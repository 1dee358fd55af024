// tests/support/helpers.rs
use super::builders::Newsroom;
use axum::body::{self, Body};
use axum::http::{Request, Response, StatusCode, header};
use newsdesk_core::presentation::http::{routes::build_router, state::HttpState};
use serde_json::Value;
use tower::util::ServiceExt as _;

pub fn make_test_router(newsroom: &Newsroom) -> axum::Router {
    let state = HttpState {
        services: newsroom.services.clone(),
        db_pool: None,
    };
    build_router(state, &[])
}

pub fn request(method: &str, uri: &str, auth: Option<&str>, body: Option<Value>) -> Request<Body> {
    let mut builder = Request::builder().method(method).uri(uri);
    if let Some(auth) = auth {
        builder = builder.header(header::AUTHORIZATION, auth);
    }
    match body {
        Some(json) => builder
            .header(header::CONTENT_TYPE, "application/json")
            .body(Body::from(json.to_string()))
            .unwrap(),
        None => builder.body(Body::empty()).unwrap(),
    }
}

pub async fn send(router: &axum::Router, req: Request<Body>) -> Response<Body> {
    router.clone().oneshot(req).await.unwrap()
}

pub async fn json_body(resp: Response<Body>) -> Value {
    let bytes = body::to_bytes(resp.into_body(), 1024 * 1024).await.unwrap();
    serde_json::from_slice(&bytes).unwrap_or(Value::Null)
}

/// Asserts the status and, for error responses, the shared error envelope.
pub async fn expect_status(resp: Response<Body>, status: StatusCode) -> Value {
    assert_eq!(resp.status(), status);
    let json = json_body(resp).await;
    if status.is_client_error() || status.is_server_error() {
        assert!(json.get("error").is_some(), "missing error field: {json}");
        assert!(json.get("message").is_some(), "missing message field: {json}");
    }
    json
}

■ **The problem**:
Show the lines in the entries above that include the string "axum".

■ **Problem solution**:
use axum::body::{self, Body};
use axum::http::{Request, Response, StatusCode, header};
pub fn make_test_router(newsroom: &Newsroom) -> axum::Router {
pub async fn send(router: &axum::Router, req: Request<Body>) -> Response<Body> {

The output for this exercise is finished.